Friday, August 21, 2009

What Your Provider Expects

Yesterday I posted "What a Parent Should Expect." This is the counterpart:

What Your Provider Expects

In the home of a family child care provider your provider should be able to expect certain things from you.

1. Open communication. Explain clearly and carefully your wishes and expectations about how your child will be cared for. Also provide updates on problems and progress that your child is making. Give the provider information about your child's routine, activities and preferences. Good communication helps parents and providers work together in the best interest of the children.

2. Agreement on terms or arrangements. You should fully understand the expectations of the provider and what you as a parent are agreeing to.

3. Honesty and trust. This includes being honest about how you believe the arrangement is working, whether your child is happy with the provider and whether you are. Although you need to be vigilant in order to safeguard your child, you should still trust your child care provider to do the best for your child.

4. Advance notice of and agreement to any changes. Providers have to earn a living too, so they deserve advance notice if you are going to stop using their services or take a vacation or leave that will affect their pay.

5. Pick up on time and follow through on all agreements. Providers have personal lives too, and they should be able to expect that you will pick up your child at the agreed upon time. If it takes you 15 minutes a day longer to get home than you expected or if you find it more convenient to stop at the grocery store before picking up your child which makes you 30 minutes late three times a week you need to work out a new agreement with the provider or find a way to abide by the original one.

6. Sick children. Agree with your child care provider in advance about when you can and cannot bring a sick child. Then abide by that agreement. My policy is if you do not call within 1/2 an hour of arrival time when your child is ill or going to be absent. You not only owe me the full day in pay. But also another 1/2 a days pay for not taking me into consideration. You must call of of work so I need you to please call me to call off your child.
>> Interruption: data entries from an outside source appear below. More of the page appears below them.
//! Hook registry for circuit breaker events.
//!
//! Hooks run on the calling thread after the breaker has released its state
//! lock, so a hook may call back into the breaker.

use std::sync::Arc;

use parking_lot::RwLock;

use crate::metrics::RejectionKind;
use crate::state::{CircuitState, StateTransition};

type TransitionHook = Arc<dyn Fn(&StateTransition) + Send + Sync + 'static>;
type OutcomeHook = Arc<dyn Fn() + Send + Sync + 'static>;
type RejectionHook = Arc<dyn Fn(RejectionKind) + Send + Sync + 'static>;

/// A registry for circuit breaker event hooks.
pub struct HookRegistry {
    on_open: RwLock<Option<TransitionHook>>,
    on_close: RwLock<Option<TransitionHook>>,
    on_half_open: RwLock<Option<TransitionHook>>,
    on_success: RwLock<Option<OutcomeHook>>,
    on_failure: RwLock<Option<OutcomeHook>>,
    on_rejected: RwLock<Option<RejectionHook>>,
}

impl Default for HookRegistry {
    fn default() -> Self {
        Self::new()
    }
}

impl HookRegistry {
    /// Creates a new empty hook registry.
    pub fn new() -> Self {
        Self {
            on_open: RwLock::new(None),
            on_close: RwLock::new(None),
            on_half_open: RwLock::new(None),
            on_success: RwLock::new(None),
            on_failure: RwLock::new(None),
            on_rejected: RwLock::new(None),
        }
    }

    /// Sets the hook to call when the circuit breaker opens.
    pub fn set_on_open<F>(&self, f: F)
    where
        F: Fn(&StateTransition) + Send + Sync + 'static,
    {
        *self.on_open.write() = Some(Arc::new(f));
    }

    /// Sets the hook to call when the circuit breaker closes.
    pub fn set_on_close<F>(&self, f: F)
    where
        F: Fn(&StateTransition) + Send + Sync + 'static,
    {
        *self.on_close.write() = Some(Arc::new(f));
    }

    /// Sets the hook to call when the circuit breaker half-opens.
    pub fn set_on_half_open<F>(&self, f: F)
    where
        F: Fn(&StateTransition) + Send + Sync + 'static,
    {
        *self.on_half_open.write() = Some(Arc::new(f));
    }

    /// Sets the hook to call when a dispatched call succeeds.
    pub fn set_on_success<F>(&self, f: F)
    where
        F: Fn() + Send + Sync + 'static,
    {
        *self.on_success.write() = Some(Arc::new(f));
    }

    /// Sets the hook to call when a dispatched call fails or times out.
    pub fn set_on_failure<F>(&self, f: F)
    where
        F: Fn() + Send + Sync + 'static,
    {
        *self.on_failure.write() = Some(Arc::new(f));
    }

    /// Sets the hook to call when the breaker refuses a call.
    pub fn set_on_rejected<F>(&self, f: F)
    where
        F: Fn(RejectionKind) + Send + Sync + 'static,
    {
        *self.on_rejected.write() = Some(Arc::new(f));
    }

    /// Executes the appropriate hook for a state transition.
    pub(crate) fn execute_state_transition_hook(&self, transition: &StateTransition) {
        let slot = match transition.to {
            CircuitState::Open => &self.on_open,
            CircuitState::Closed => &self.on_close,
            CircuitState::HalfOpen => &self.on_half_open,
        };
        // The slot lock is never held while user code runs.
        let hook = slot.read().clone();
        if let Some(hook) = hook {
            hook(transition);
        }
    }

    pub(crate) fn execute_success_hook(&self) {
        let hook = self.on_success.read().clone();
        if let Some(hook) = hook {
            hook();
        }
    }

    pub(crate) fn execute_failure_hook(&self) {
        let hook = self.on_failure.read().clone();
        if let Some(hook) = hook {
            hook();
        }
    }

    pub(crate) fn execute_rejection_hook(&self, kind: RejectionKind) {
        let hook = self.on_rejected.read().clone();
        if let Some(hook) = hook {
            hook(kind);
        }
    }
}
7. Payment on time. Child care providers have to pay the rent and buy food, too, so make arrangements to see that they get their pay on time.

8. Respect. Realize that taking care of children is a job and the child care worker is a worker, just as you are. A child care provider is not "just a baby sitter." She is one of the most important people in your child's life and in yours, too.

9. Jealousy. Try not to be jealous of you child's attachment to child care providers. Children who spend hours every day with a day care worker come to love that person. That love, though, doesn't diminish the love your child feels for you. Don't feel that you have to compete with your child care provider for your child's affection. Be happy that they love and get loved in return.

10. No surprises. Your child care provider shouldn't learn on Friday that you have decided to take next week off from work. This is her livelihood and changes in her income should be given advance notice. Child care providers don't like surprises any better than parents do.



Elise said...

Hello, just leaving you a comment as I've so enjoyed looking around your site and reading your lovely posts. Great pictures too !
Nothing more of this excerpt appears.